As a member of the SCISA AAA state champion Augusta Christian baseball team, Trey Crabill put fear into the hearts of many opposing pitchers.
In a batting line up that hit .369 as a team with 37 home runs in 27 games, Crabill hit .430 with 33 RBI. He led the team with 11 doubles and 73 total bases this year.
As impressive as the numbers are, the stats are only the tip of the iceberg. Crabill's baseball story starts at the age of 7, when he was a member of the Columbia County Lookouts.
"I was in the dugout, and I had a little cross that was in my bag," Crabill said. "I put it in my pocket with a Gatorade cap and played with it. It's been with me ever since - probably over 1,000 games."
Crabill took the cross with him to Baltimore, Md., where his family moved five years ago. With a 93 mph fastball as a sophomore, Crabill said he had plenty of big-name colleges watching including Duke, Maryland, and the University of Virginia.
However, the first year of Crabill's junior season, the dream of college and possibly professional baseball came crashing down in a tournament in Florida.
"It was our first game of my junior year," Crabill said. "I pitched six innings and had 13 strikeouts, but then I tore my rotator cuff."
The injury was at first overlooked as typical soreness after the first game of the year. Crabill said for three months he tried to work past the pain. Eventually exploratory surgery discovered that 48 percent of Crabill's rotator cuff had torn off.
The high school junior was told by doctors he'd most likely never pitch again.

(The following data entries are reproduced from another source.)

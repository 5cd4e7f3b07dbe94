#![allow(missing_docs)]
//! Price History types — daily candles.

use chrono::{NaiveDate, NaiveTime};
use serde::Deserialize;

// ---------------------------------------------------------------------------
// Daily Price History Request
// ---------------------------------------------------------------------------

/// Query parameters for daily price history.
///
/// Used by `GET /pricehistory`. Start and end are sent as epoch milliseconds
/// at midnight UTC of the given dates.
#[derive(Debug, Clone)]
pub struct PriceHistoryRequest {
    pub symbol: String,
    /// First calendar day of the window.
    pub start_date: NaiveDate,
    /// Last calendar day of the window (inclusive).
    pub end_date: NaiveDate,
}

impl PriceHistoryRequest {
    pub(crate) fn query(&self) -> Vec<(&'static str, String)> {
        vec![
            ("symbol", self.symbol.clone()),
            ("periodType", "month".into()),
            ("frequencyType", "daily".into()),
            ("frequency", "1".into()),
            ("startDate", epoch_millis(self.start_date).to_string()),
            ("endDate", epoch_millis(self.end_date).to_string()),
        ]
    }
}

fn epoch_millis(date: NaiveDate) -> i64 {
    date.and_time(NaiveTime::MIN).and_utc().timestamp_millis()
}

// ---------------------------------------------------------------------------
// Candle Response
// ---------------------------------------------------------------------------

/// One OHLCV candle.
#[derive(Debug, Clone, Deserialize)]
pub struct Candle {
    pub open: f64,
    pub high: f64,
    pub low: f64,
    pub close: f64,
    #[serde(default)]
    pub volume: Option<i64>,
    /// Epoch timestamp (milliseconds).
    pub datetime: i64,
}

/// Response from `GET /pricehistory`. Candles are ordered oldest first.
#[derive(Debug, Clone, Deserialize)]
pub struct CandleList {
    #[serde(default)]
    pub candles: Vec<Candle>,
    #[serde(default)]
    pub symbol: Option<String>,
    #[serde(default)]
    pub empty: bool,
}
//! Constants for the Schwab Market Data API and the session defaults.
//!
//! The URL constants are used internally by
//! [`SchwabClient`](crate::client::SchwabClient); the defaults back
//! [`SessionConfig`](crate::config::SessionConfig) and the analytics engine.

// ---------------------------------------------------------------------------
// Base URLs
// ---------------------------------------------------------------------------

/// Base URL for the Schwab Market Data REST API.
pub const API_BASE_URL: &str = "https://api.schwabapi.com/marketdata/v1";

// ---------------------------------------------------------------------------
// Session defaults
// ---------------------------------------------------------------------------

/// Defaults for the refresh session.
pub mod defaults {
    /// Underlying symbol watched when none is configured.
    pub const TICKER: &str = "TQQQ";
    /// Visible strike span either side of the last price.
    pub const SPAN: f64 = 20.0;
    /// Refresh interval of the session loop (milliseconds).
    pub const REFRESH_INTERVAL_MS: u64 = 5_000;
    /// ADR lookback window in trading days.
    pub const ADR_DAYS: usize = 5;
    /// Longest accepted ADR lookback (about one trading year).
    pub const MAX_ADR_DAYS: usize = 252;
    /// Lower bound of the default strike range.
    pub const LOWER_STRIKE: f64 = 0.0;
    /// Upper bound of the default strike range.
    pub const UPPER_STRIKE: f64 = 10_000.0;
}

// ---------------------------------------------------------------------------
// Chart
// ---------------------------------------------------------------------------

/// Layout constants for the chart frame.
pub mod chart {
    /// Headroom added above the tallest visible bar.
    pub const Y_HEADROOM: f64 = 0.1;
    /// Right edge of the "above today's high" shaded region.
    pub const SHADE_CEILING: f64 = 1e6;
    /// Width in characters of the longest bar in the text renderer.
    pub const TEXT_BAR_WIDTH: usize = 40;
}
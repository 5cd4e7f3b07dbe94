//! Option Chain endpoint — full chain for a range of expirations.

use crate::client::SchwabClient;
use crate::error::Result;
use crate::types::option_chain::*;

impl SchwabClient {
    /// Retrieve the option chain for an underlying, both calls and puts,
    /// for expirations between `from_date` and `to_date`.
    ///
    /// **Endpoint:** `GET /chains`
    pub async fn get_option_chain(&self, req: &OptionChainRequest) -> Result<OptionChainResponse> {
        self.get("/chains", &req.query()).await
    }
}
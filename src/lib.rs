//! Flowmarch is a driver for explicit time-integration of the compressible
//! inviscid Euler equations on a distributed mesh. It owns the stepping
//! loop: a fixed-step explicit integrator advances the conserved fields, a
//! timestep policy selects step sizes (fixed or CFL-derived) and lands the
//! run exactly on the final time, and a checkpoint reporter periodically
//! emits status text and visualization dumps and watches for divergence from
//! a reference solution. The discretization itself (flux computation,
//! boundary conditions, partitioning) lives behind narrow capability traits;
//! runs may be distributed with one process per mesh partition, in which
//! case a communicator designates the reporting rank and reconciles solution
//! errors across the group.

pub mod checkpoint;
pub mod config;
pub mod driver;
pub mod hydro;
pub mod initializers;
pub mod integrate;
pub mod message;
pub mod schedule;
pub mod state;
pub mod timestep;
pub mod viz;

While suffering through intense and monotonous physical therapy, the high school junior missed the entire baseball season. Crabill turned to the cross in his pocket.
"The rehab wasn't tough, it was just frustrating, but ever since I was 7, I had that cross and a Bible verse - Philippians 4:13," Crabill said. "It says 'I can do all things through Christ who strengthens me.' That's what got me through everything."
Eventually, Crabill recovered from surgery and his family moved back to the Augusta area.
After sitting out for a full year, Crabill returned to the diamond with Augusta Christian this spring. The Lions had heard of the pitcher Crabill used to be, but because of the rotator cuff injury, the senior was forced to play second base and contribute with his bat instead of his arm.
"We knew when he transferred back he may not pitch, but he was still a good player for us," Augusta Christian coach Craig Johnson said.
While playing most of the year at second base, Crabill still didn't completely give up on pitching.
After a few cautious workouts, the need came up for a reliever, and Johnson gave Crabill the go-ahead.
"I pitched three innings midway through the season," Crabill said. "I wasn't throwing as hard as I used to. I still have to get my mechanics down."
In his only appearance on the mound this year, Crabill struck out 4 of the 11 batters he faced and gave up only one hit and one walk.
Johnson said he could have used Crabill on the mound more this year, but with an eight-man pitching staff that held a 2.65 ERA, there was little need.
"We weren't going to overdo it with him and fortunately we didn't have to use him because the other guys stepped up," Johnson said.
Now with his high school career complete, Crabill said he's once again hearing from the same colleges that showed interest before his injury.
"They said they'd wait and see how I came back," Crabill said. "It takes persistence. Right now I feel like I'm 95 percent back."